According to the data, which covers the period up to March 31, the overall tax benefits gained on savings and investments in the UK hit £30.2bn last year, up 5 per cent from £28.8bn the year before.

However, the rate of growth of those tax benefits has slowed in recent years after the government restricted the amount of benefits on pensions and also cut the benefits on investment products such as the Enterprise Investment Scheme (EIS).

Tax benefits on investments through EISs fell 8 per cent in 2018/19 to £600m, down from £650m, while tax incentives on venture capital trusts (VCTs) fell 22 per cent last year to £175m, down from £225m.

Rules introduced in 2017 mean providers of VCTs and EIS-qualifying investments must focus purely on growth investments which meet more stringent criteria.

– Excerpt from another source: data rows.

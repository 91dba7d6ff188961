//! Engagement storage.
//!
//! Vote records and post scores form one logical resource keyed by post ID.
//! Every mutation of a post's (vote, score) pair goes through
//! [`EngagementStore::commit_vote`], which writes both or neither.
//!
//! Two backends implement the trait:
//!
//! - [`MemoryEngagementStore`]: lock-protected maps, for a single instance
//! - [`RedisEngagementStore`]: a hash per post plus one sorted set, shared by
//!   every instance

mod memory;
mod redis;

pub use memory::MemoryEngagementStore;
pub use redis::RedisEngagementStore;

use agora_common::{AppError, AppResult};
use async_trait::async_trait;
use serde::{Deserialize, Serialize};
use std::fmt;
use std::future::Future;
use std::sync::Arc;
use std::time::Duration;

/// Direction of a recorded vote.
#[derive(Debug, Clone, Copy, PartialEq, Eq, Hash, Serialize, Deserialize)]
#[serde(rename_all = "lowercase")]
pub enum Direction {
    /// +1
    Like,
    /// -1
    Dislike,
}

impl Direction {
    /// Signed contribution to the aggregate score.
    #[must_use]
    pub const fn value(self) -> i64 {
        match self {
            Self::Like => 1,
            Self::Dislike => -1,
        }
    }

    /// Parse a stored value (`"1"` or `"-1"`).
    #[must_use]
    pub fn from_stored(value: &str) -> Option<Self> {
        match value {
            "1" => Some(Self::Like),
            "-1" => Some(Self::Dislike),
            _ => None,
        }
    }

    /// Value as written to a store.
    #[must_use]
    pub const fn as_stored(self) -> &'static str {
        match self {
            Self::Like => "1",
            Self::Dislike => "-1",
        }
    }
}

impl fmt::Display for Direction {
    fn fmt(&self, f: &mut fmt::Formatter<'_>) -> fmt::Result {
        match self {
            Self::Like => f.write_str("like"),
            Self::Dislike => f.write_str("dislike"),
        }
    }
}

/// A vote transition to commit atomically.
#[derive(Debug, Clone, Copy, PartialEq, Eq)]
pub struct VoteChange {
    /// Post being voted on.
    pub post_id: i64,
    /// Voting user.
    pub user_id: i64,
    /// Direction the caller observed before deciding; `None` = never voted.
    pub previous: Option<Direction>,
    /// Direction to record.
    pub next: Direction,
}

impl VoteChange {
    /// Score delta this change applies.
    #[must_use]
    pub const fn delta(&self) -> i64 {
        let previous = match self.previous {
            Some(direction) => direction.value(),
            None => 0,
        };
        self.next.value() - previous
    }
}

/// Result of a conditional vote commit.
#[derive(Debug, Clone, Copy, PartialEq, Eq)]
pub enum CommitOutcome {
    /// Vote and score were written; carries the new score.
    Committed {
        /// Aggregate score after the commit.
        score: i64,
    },
    /// The recorded vote no longer matched `previous`; nothing was written.
    Conflict,
}

/// Persistence primitive for votes and scores.
#[async_trait]
pub trait EngagementStore: Send + Sync {
    /// Current vote of a user on a post, `None` if they never voted.
    async fn vote_of(&self, post_id: i64, user_id: i64) -> AppResult<Option<Direction>>;

    /// Record `change.next` and add `change.delta()` to the post's score,
    /// provided the recorded vote still equals `change.previous`.
    ///
    /// Registers the post at score 0 first if it is unknown.
    async fn commit_vote(&self, change: &VoteChange) -> AppResult<CommitOutcome>;

    /// Insert a post at score 0. Returns `false` if it was already present.
    async fn register(&self, post_id: i64) -> AppResult<bool>;

    /// Add `delta` to a post's score, registering it first if unknown.
    async fn adjust_score(&self, post_id: i64, delta: i64) -> AppResult<i64>;

    /// Current score, `None` if the post is not registered.
    async fn score_of(&self, post_id: i64) -> AppResult<Option<i64>>;

    /// Post IDs by score descending, ties by post ID descending.
    async fn top_by_score(&self, offset: u64, limit: u64) -> AppResult<Vec<i64>>;

    /// Number of registered posts.
    async fn cardinality(&self) -> AppResult<u64>;

    /// Drop a post's score and all of its votes.
    async fn remove(&self, post_id: i64) -> AppResult<()>;
}

/// Shared, dynamically dispatched engagement store.
pub type SharedEngagementStore = Arc<dyn EngagementStore>;

/// Run a store operation under a deadline.
///
/// On expiry the operation future is dropped; both backends only become
/// visible at a single atomic step, so a timed-out call leaves no partial
/// state behind.
pub async fn with_deadline<T, F>(deadline: Duration, op: F) -> AppResult<T>
where
    F: Future<Output = AppResult<T>>,
{
    tokio::time::timeout(deadline, op).await.map_err(|_| {
        AppError::StoreUnavailable(format!("deadline of {}ms exceeded", deadline.as_millis()))
    })?
}
//! Request extractors.

use agora_common::AppError;
use agora_db::entities::user;
use axum::{extract::FromRequestParts, http::request::Parts};

/// Authenticated user extractor.
#[derive(Debug, Clone)]
pub struct AuthUser(pub user::Model);

impl<S> FromRequestParts<S> for AuthUser
where
    S: Send + Sync,
{
    type Rejection = AppError;

    async fn from_request_parts(parts: &mut Parts, _state: &S) -> Result<Self, Self::Rejection> {
        // Set by auth middleware
        parts
            .extensions
            .get::<user::Model>()
            .cloned()
            .map(AuthUser)
            .ok_or(AppError::Unauthorized)
    }
}

/// Optional authenticated user extractor.
#[derive(Debug, Clone)]
pub struct MaybeAuthUser(pub Option<user::Model>);

impl<S> FromRequestParts<S> for MaybeAuthUser
where
    S: Send + Sync,
{
    type Rejection = AppError;

    async fn from_request_parts(parts: &mut Parts, _state: &S) -> Result<Self, Self::Rejection> {
        Ok(Self(parts.extensions.get::<user::Model>().cloned()))
    }
}
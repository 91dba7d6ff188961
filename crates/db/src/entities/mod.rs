//! Database entities.

pub mod post;
pub mod user;

pub use post::Entity as Post;
pub use user::Entity as User;
//! PostgreSQL driver.
//!
//! - [`PostgresDialect`]: SQL syntax strategy for PostgreSQL targets

mod dialect;

pub use dialect::PostgresDialect;
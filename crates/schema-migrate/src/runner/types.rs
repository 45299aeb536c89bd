//! Execution and validation result types.

use chrono::{DateTime, Utc};
use serde::{Deserialize, Serialize};

use crate::error::Result;

/// Options passed through to the runner untouched.
#[derive(Debug, Clone, PartialEq, Eq, Serialize, Deserialize)]
#[serde(rename_all = "camelCase")]
pub struct ExecutionOptions {
    /// Rows per batch during data movement.
    #[serde(default, skip_serializing_if = "Option::is_none")]
    pub batch_size: Option<usize>,

    /// Truncate target tables before loading.
    #[serde(default)]
    pub truncate_target: bool,

    /// Run validation after execution.
    #[serde(default)]
    pub validate_after: bool,
}

impl Default for ExecutionOptions {
    fn default() -> Self {
        Self {
            batch_size: None,
            truncate_target: false,
            validate_after: true,
        }
    }
}

/// Result of a migration run.
#[derive(Debug, Clone, Serialize, Deserialize)]
#[serde(rename_all = "camelCase")]
pub struct MigrationResult {
    /// True when every table succeeded and no run-level failure occurred.
    pub success: bool,

    /// When the migration started.
    pub start_time: DateTime<Utc>,

    /// When the migration completed.
    pub end_time: DateTime<Utc>,

    #[serde(default)]
    pub tables: Vec<TableResult>,

    /// Total rows processed across all tables.
    pub total_rows_processed: u64,

    #[serde(default)]
    pub warnings: Vec<String>,

    #[serde(default)]
    pub log: Vec<String>,
}

impl MigrationResult {
    /// Build a result from per-table outcomes.
    pub fn from_tables(
        start_time: DateTime<Utc>,
        end_time: DateTime<Utc>,
        tables: Vec<TableResult>,
    ) -> Self {
        let total_rows_processed = tables.iter().map(|t| t.rows_processed).sum();
        let warnings = tables
            .iter()
            .filter(|t| !t.success)
            .map(|t| format!("Table {} failed", t.table_name))
            .collect();
        Self {
            success: tables.iter().all(|t| t.success),
            start_time,
            end_time,
            tables,
            total_rows_processed,
            warnings,
            log: Vec::new(),
        }
    }

    /// A failed result with no table outcomes.
    pub fn failed(warning: impl Into<String>) -> Self {
        let now = Utc::now();
        Self {
            success: false,
            start_time: now,
            end_time: now,
            tables: Vec::new(),
            total_rows_processed: 0,
            warnings: vec![warning.into()],
            log: Vec::new(),
        }
    }

    /// Names of tables that failed.
    pub fn failed_tables(&self) -> Vec<&str> {
        self.tables
            .iter()
            .filter(|t| !t.success)
            .map(|t| t.table_name.as_str())
            .collect()
    }

    /// Total duration in seconds.
    pub fn duration_seconds(&self) -> f64 {
        (self.end_time - self.start_time).num_milliseconds() as f64 / 1000.0
    }

    /// Convert result to JSON.
    pub fn to_json(&self) -> Result<String> {
        Ok(serde_json::to_string_pretty(self)?)
    }
}

/// Outcome for one table.
#[derive(Debug, Clone, PartialEq, Eq, Serialize, Deserialize)]
#[serde(rename_all = "camelCase")]
pub struct TableResult {
    pub table_name: String,
    pub rows_processed: u64,
    pub success: bool,
}

/// Result of post-migration validation.
#[derive(Debug, Clone, Serialize, Deserialize)]
#[serde(rename_all = "camelCase")]
pub struct ValidationResult {
    pub success: bool,

    #[serde(default)]
    pub tables: Vec<TableValidation>,

    /// All issues, table-level ones prefixed with the table name.
    #[serde(default)]
    pub issues: Vec<String>,

    /// Human-readable report.
    pub report: String,
}

impl ValidationResult {
    /// Build a result from per-table validations.
    pub fn from_tables(tables: Vec<TableValidation>) -> Self {
        let issues: Vec<String> = tables
            .iter()
            .flat_map(|t| {
                t.issues
                    .iter()
                    .map(move |issue| format!("{}: {}", t.table_name, issue))
            })
            .collect();
        let success = tables.iter().all(TableValidation::passed);

        let mut report = format!(
            "Validated {} table(s): {} passed, {} failed",
            tables.len(),
            tables.iter().filter(|t| t.passed()).count(),
            tables.iter().filter(|t| !t.passed()).count()
        );
        for t in &tables {
            report.push_str(&format!(
                "\n  {} {}: source={} target={}",
                if t.passed() { "OK  " } else { "FAIL" },
                t.table_name,
                t.source_row_count,
                t.target_row_count
            ));
        }

        Self {
            success,
            tables,
            issues,
            report,
        }
    }

    /// A failed result with no table validations.
    pub fn failed(issue: impl Into<String>) -> Self {
        let issue = issue.into();
        Self {
            success: false,
            tables: Vec::new(),
            report: format!("Validation failed: {}", issue),
            issues: vec![issue],
        }
    }
}

/// Validation outcome for one table.
#[derive(Debug, Clone, PartialEq, Eq, Serialize, Deserialize)]
#[serde(rename_all = "camelCase")]
pub struct TableValidation {
    pub table_name: String,
    pub source_row_count: u64,
    pub target_row_count: u64,
    pub count_match: bool,

    /// Whether sampled rows matched; `None` when no sampling was done.
    #[serde(default, skip_serializing_if = "Option::is_none")]
    pub data_samples_match: Option<bool>,

    #[serde(default)]
    pub issues: Vec<String>,
}

impl TableValidation {
    /// Compare row counts for a table.
    pub fn compare(table_name: impl Into<String>, source_row_count: u64, target_row_count: u64) -> Self {
        let count_match = source_row_count == target_row_count;
        let issues = if count_match {
            Vec::new()
        } else {
            vec![format!(
                "Row count mismatch: source={}, target={}",
                source_row_count, target_row_count
            )]
        };
        Self {
            table_name: table_name.into(),
            source_row_count,
            target_row_count,
            count_match,
            data_samples_match: None,
            issues,
        }
    }

    /// Record a sampling outcome.
    pub fn with_samples(mut self, matched: bool) -> Self {
        self.data_samples_match = Some(matched);
        if !matched {
            self.issues.push("Sampled rows differ".to_string());
        }
        self
    }

    pub fn passed(&self) -> bool {
        self.count_match && self.data_samples_match != Some(false) && self.issues.is_empty()
    }
}
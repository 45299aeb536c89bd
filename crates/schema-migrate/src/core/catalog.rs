//! Dialect catalog for explicit dependency injection.
//!
//! The [`DialectCatalog`] maps a target dialect name to a constructor. It is
//! explicitly constructed and handed to the [`SchemaConverter`](crate::SchemaConverter)
//! builder rather than living in global state, so tests can register their
//! own dialects and initialization order stays deterministic.

use std::collections::HashMap;
use std::sync::Arc;

use crate::drivers::{MssqlDialect, MysqlDialect, PostgresDialect};
use crate::error::{MigrateError, Result};

use super::traits::Dialect;

/// Constructor for a dialect strategy.
pub type DialectConstructor = fn() -> Arc<dyn Dialect>;

/// Normalize a dialect tag, resolving common aliases.
///
/// Works for source tags too, including engines that have no target dialect.
pub fn normalize_dialect_name(name: &str) -> String {
    let lower = name.trim().to_lowercase();
    match lower.as_str() {
        "postgres" | "postgresql" | "pg" => "postgres".to_string(),
        "mssql" | "sqlserver" | "sql_server" | "sql server" => "mssql".to_string(),
        "mysql" | "mariadb" => "mysql".to_string(),
        "oracle" | "oracledb" => "oracle".to_string(),
        "sqlite" | "sqlite3" => "sqlite".to_string(),
        _ => lower,
    }
}

/// Registry of target dialects.
///
/// # Example
///
/// ```rust,ignore
/// let catalog = DialectCatalog::with_builtins();
/// let dialect = catalog.create("postgresql")?;
/// assert_eq!(dialect.name(), "postgres");
/// ```
#[derive(Default)]
pub struct DialectCatalog {
    constructors: HashMap<String, DialectConstructor>,
}

impl DialectCatalog {
    /// Create a new empty catalog.
    pub fn new() -> Self {
        Self::default()
    }

    /// Create a catalog with PostgreSQL, SQL Server and MySQL registered.
    pub fn with_builtins() -> Self {
        let mut catalog = Self::new();
        catalog.register("postgres", || Arc::new(PostgresDialect::new()));
        catalog.register("mssql", || Arc::new(MssqlDialect::new()));
        catalog.register("mysql", || Arc::new(MysqlDialect::new()));
        catalog
    }

    /// Register a dialect constructor by name.
    pub fn register(&mut self, name: impl AsRef<str>, constructor: DialectConstructor) {
        self.constructors
            .insert(normalize_dialect_name(name.as_ref()), constructor);
    }

    /// Construct the dialect registered under `name` (aliases accepted).
    pub fn create(&self, name: &str) -> Result<Arc<dyn Dialect>> {
        self.constructors
            .get(&normalize_dialect_name(name))
            .map(|ctor| ctor())
            .ok_or_else(|| MigrateError::UnknownDialect(name.to_string()))
    }

    /// Check if a dialect is registered.
    pub fn has_dialect(&self, name: &str) -> bool {
        self.constructors
            .contains_key(&normalize_dialect_name(name))
    }

    /// Get all registered dialect names, sorted.
    pub fn dialect_names(&self) -> Vec<&str> {
        let mut names: Vec<&str> = self.constructors.keys().map(String::as_str).collect();
        names.sort_unstable();
        names
    }
}

#[cfg(test)]
mod tests {
    use super::*;

    #[test]
    fn test_normalize_aliases() {
        assert_eq!(normalize_dialect_name("PostgreSQL"), "postgres");
        assert_eq!(normalize_dialect_name("pg"), "postgres");
        assert_eq!(normalize_dialect_name("SqlServer"), "mssql");
        assert_eq!(normalize_dialect_name("MariaDB"), "mysql");
        assert_eq!(normalize_dialect_name(" oracle "), "oracle");
        assert_eq!(normalize_dialect_name("db2"), "db2");
    }

    #[test]
    fn test_builtins() {
        let catalog = DialectCatalog::with_builtins();
        assert_eq!(catalog.dialect_names(), vec!["mssql", "mysql", "postgres"]);
        assert_eq!(catalog.create("postgresql").unwrap().name(), "postgres");
        assert_eq!(catalog.create("sql_server").unwrap().name(), "mssql");
        assert!(catalog.has_dialect("mariadb"));
    }

    #[test]
    fn test_unknown_dialect() {
        let catalog = DialectCatalog::with_builtins();
        let err = catalog.create("db2").err().unwrap();
        assert!(matches!(err, MigrateError::UnknownDialect(ref name) if name == "db2"));
    }

    #[test]
    fn test_custom_registration() {
        let mut catalog = DialectCatalog::new();
        assert!(!catalog.has_dialect("postgres"));
        catalog.register("PG", || Arc::new(PostgresDialect::new()));
        assert!(catalog.has_dialect("postgres"));
    }
}
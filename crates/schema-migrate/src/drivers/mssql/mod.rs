//! Microsoft SQL Server driver.
//!
//! - [`MssqlDialect`]: SQL syntax strategy for SQL Server targets

mod dialect;

pub use dialect::MssqlDialect;
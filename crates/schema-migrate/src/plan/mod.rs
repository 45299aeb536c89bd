//! Migration planning.
//!
//! - [`types`]: the [`MigrationPlan`] data model
//! - [`planner`]: initial plan construction from a schema analysis
//! - [`refine`]: optional refinement against free-text instructions
//! - [`explain`]: natural-language explanation for review

pub mod explain;
pub mod planner;
pub mod refine;
pub mod types;

pub use explain::{explain_plan, explanation_prompt, fallback_explanation, plan_summary};
pub use planner::{build_plan, read_transformation, view_placeholder};
pub use refine::{parse_refined_plan, refine_plan, refinement_prompt, validate_plan_shape};
pub use types::{
    ColumnMapping, MigrationPlan, ObjectMapping, ProcedureMapping, TableMapping, TriggerMapping,
    ViewMapping,
};
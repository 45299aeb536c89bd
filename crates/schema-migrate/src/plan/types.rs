//! Migration plan type definitions.
//!
//! A [`MigrationPlan`] is created once by the planner, optionally replaced by
//! a refined plan, and then consumed read-only by the synthesizers, the runner
//! and the validator.

use chrono::{DateTime, Utc};
use serde::{Deserialize, Serialize};

use crate::core::identifier::same_object;

/// The work product of a migration run.
#[derive(Debug, Clone, PartialEq, Serialize, Deserialize)]
#[serde(rename_all = "camelCase")]
pub struct MigrationPlan {
    #[serde(default)]
    pub table_mappings: Vec<TableMapping>,

    #[serde(default)]
    pub view_mappings: Vec<ViewMapping>,

    #[serde(default)]
    pub procedure_mappings: Vec<ProcedureMapping>,

    #[serde(default)]
    pub trigger_mappings: Vec<TriggerMapping>,

    #[serde(default = "Utc::now")]
    pub created_at: DateTime<Utc>,

    /// Set when the plan was refined after creation.
    #[serde(default, skip_serializing_if = "Option::is_none")]
    pub modified_at: Option<DateTime<Utc>>,

    #[serde(default, skip_serializing_if = "Option::is_none")]
    pub notes: Option<String>,

    /// SQL injected verbatim before the generated body.
    #[serde(default, skip_serializing_if = "Vec::is_empty")]
    pub pre_migration_scripts: Vec<String>,

    /// SQL injected verbatim after the generated body.
    #[serde(default, skip_serializing_if = "Vec::is_empty")]
    pub post_migration_scripts: Vec<String>,
}

impl Default for MigrationPlan {
    fn default() -> Self {
        Self {
            table_mappings: Vec::new(),
            view_mappings: Vec::new(),
            procedure_mappings: Vec::new(),
            trigger_mappings: Vec::new(),
            created_at: Utc::now(),
            modified_at: None,
            notes: None,
            pre_migration_scripts: Vec::new(),
            post_migration_scripts: Vec::new(),
        }
    }
}

impl MigrationPlan {
    /// Table mappings that take part in generation.
    pub fn active_tables(&self) -> impl Iterator<Item = &TableMapping> {
        self.table_mappings.iter().filter(|m| !m.skip)
    }

    /// Find the non-skipped mapping for a source table.
    pub fn find_active_table(&self, source_table: &str) -> Option<&TableMapping> {
        self.active_tables()
            .find(|m| same_object(&m.source_table, source_table))
    }

    /// Find a mapping for a source table, skipped or not.
    pub fn find_table(&self, source_table: &str) -> Option<&TableMapping> {
        self.table_mappings
            .iter()
            .find(|m| same_object(&m.source_table, source_table))
    }
}

/// Mapping of one source table onto one target table.
#[derive(Debug, Clone, PartialEq, Serialize, Deserialize)]
#[serde(rename_all = "camelCase")]
pub struct TableMapping {
    /// Qualified source table name.
    pub source_table: String,

    /// Qualified target table name.
    pub target_table: String,

    #[serde(default)]
    pub column_mappings: Vec<ColumnMapping>,

    /// Exclude the table from every generation step.
    #[serde(default)]
    pub skip: bool,

    /// Raw SQL `WHERE` fragment applied when copying data.
    #[serde(default, skip_serializing_if = "Option::is_none")]
    pub filter_condition: Option<String>,
}

impl TableMapping {
    /// Target column name for a source column; `None` when unmapped.
    pub fn target_column(&self, source_column: &str) -> Option<&str> {
        self.column_mappings
            .iter()
            .find(|c| c.source_column.eq_ignore_ascii_case(source_column))
            .map(|c| c.target_column.as_str())
    }

    /// Target column name for a source column, falling back to the source name.
    pub fn target_column_or_same<'a>(&'a self, source_column: &'a str) -> &'a str {
        self.target_column(source_column).unwrap_or(source_column)
    }
}

/// Mapping of one source column.
#[derive(Debug, Clone, PartialEq, Serialize, Deserialize)]
#[serde(rename_all = "camelCase")]
pub struct ColumnMapping {
    pub source_column: String,

    pub target_column: String,

    /// Read-side SQL expression replacing the bare source column.
    #[serde(default, skip_serializing_if = "Option::is_none")]
    pub transformation: Option<String>,
}

impl ColumnMapping {
    /// Map a column onto the same name with no transformation.
    pub fn identity(name: impl Into<String>) -> Self {
        let name = name.into();
        Self {
            source_column: name.clone(),
            target_column: name,
            transformation: None,
        }
    }
}

/// Mapping of a view, procedure or trigger.
#[derive(Debug, Clone, PartialEq, Serialize, Deserialize)]
#[serde(rename_all = "camelCase")]
pub struct ObjectMapping {
    /// Qualified source object name.
    pub source_name: String,

    /// Qualified target object name.
    pub target_name: String,

    /// Replacement definition emitted verbatim when present.
    #[serde(default, skip_serializing_if = "Option::is_none")]
    pub rewritten_definition: Option<String>,

    #[serde(default)]
    pub skip: bool,
}

impl ObjectMapping {
    pub fn new(source_name: impl Into<String>, target_name: impl Into<String>) -> Self {
        Self {
            source_name: source_name.into(),
            target_name: target_name.into(),
            rewritten_definition: None,
            skip: false,
        }
    }
}

pub type ViewMapping = ObjectMapping;
pub type ProcedureMapping = ObjectMapping;
pub type TriggerMapping = ObjectMapping;

#[cfg(test)]
mod tests {
    use super::*;

    #[test]
    fn test_plan_json_field_names() {
        let plan = MigrationPlan {
            table_mappings: vec![TableMapping {
                source_table: "dbo.Orders".to_string(),
                target_table: "orders".to_string(),
                column_mappings: vec![ColumnMapping::identity("id")],
                skip: false,
                filter_condition: Some("id > 10".to_string()),
            }],
            ..Default::default()
        };
        let json = serde_json::to_value(&plan).unwrap();
        assert_eq!(json["tableMappings"][0]["sourceTable"], "dbo.Orders");
        assert_eq!(json["tableMappings"][0]["filterCondition"], "id > 10");
        assert_eq!(json["tableMappings"][0]["columnMappings"][0]["targetColumn"], "id");
        assert!(json.get("createdAt").is_some());
        assert!(json.get("modifiedAt").is_none());
    }

    #[test]
    fn test_plan_minimal_json() {
        let plan: MigrationPlan = serde_json::from_str(
            r#"{"tableMappings": [{"sourceTable": "a", "targetTable": "b"}]}"#,
        )
        .unwrap();
        assert_eq!(plan.table_mappings.len(), 1);
        assert!(!plan.table_mappings[0].skip);
        assert!(plan.view_mappings.is_empty());
    }

    #[test]
    fn test_find_active_table_ignores_skipped() {
        let mut plan = MigrationPlan::default();
        plan.table_mappings.push(TableMapping {
            source_table: "dbo.Audit".to_string(),
            target_table: "audit".to_string(),
            column_mappings: vec![],
            skip: true,
            filter_condition: None,
        });
        assert!(plan.find_active_table("dbo.audit").is_none());
        assert!(plan.find_table("dbo.audit").is_some());
    }

    #[test]
    fn test_target_column_lookup() {
        let mapping = TableMapping {
            source_table: "Orders".to_string(),
            target_table: "orders".to_string(),
            column_mappings: vec![ColumnMapping {
                source_column: "OrderID".to_string(),
                target_column: "order_id".to_string(),
                transformation: None,
            }],
            skip: false,
            filter_condition: None,
        };
        assert_eq!(mapping.target_column("orderid"), Some("order_id"));
        assert_eq!(mapping.target_column("Total"), None);
        assert_eq!(mapping.target_column_or_same("Total"), "Total");
    }
}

These rules may have affected the amount invested through these different options, stated Salisbury House Wealth.

Tax benefits granted on investments had grown 10 per cent per year over the previous three years.

Salisbury House Wealth said individuals should seek to get access to tax benefits on investments while they are still available to help maximise overall returns from their retirement savings. 

Tim Holmes, managing director at Salisbury House Wealth, said: “There are tax benefits up for grabs for individuals which should not be ignored. 

“Effectively using these benefits can really add enormous value when saving for retirement.”

He added: “The Government wants individuals to save more but it is also being put under pressure to meet budget constraints. Tax benefits available are likely to suffer as result.

“Tax benefits can be really useful but they should not control how an individual invests, as they may be inappropriate for their risk appetite or the kind of returns being targeted. 

“The important thing is follow a strategy that will meet your investment objectives and obtaining the right financial advice can be crucial in achieving this.”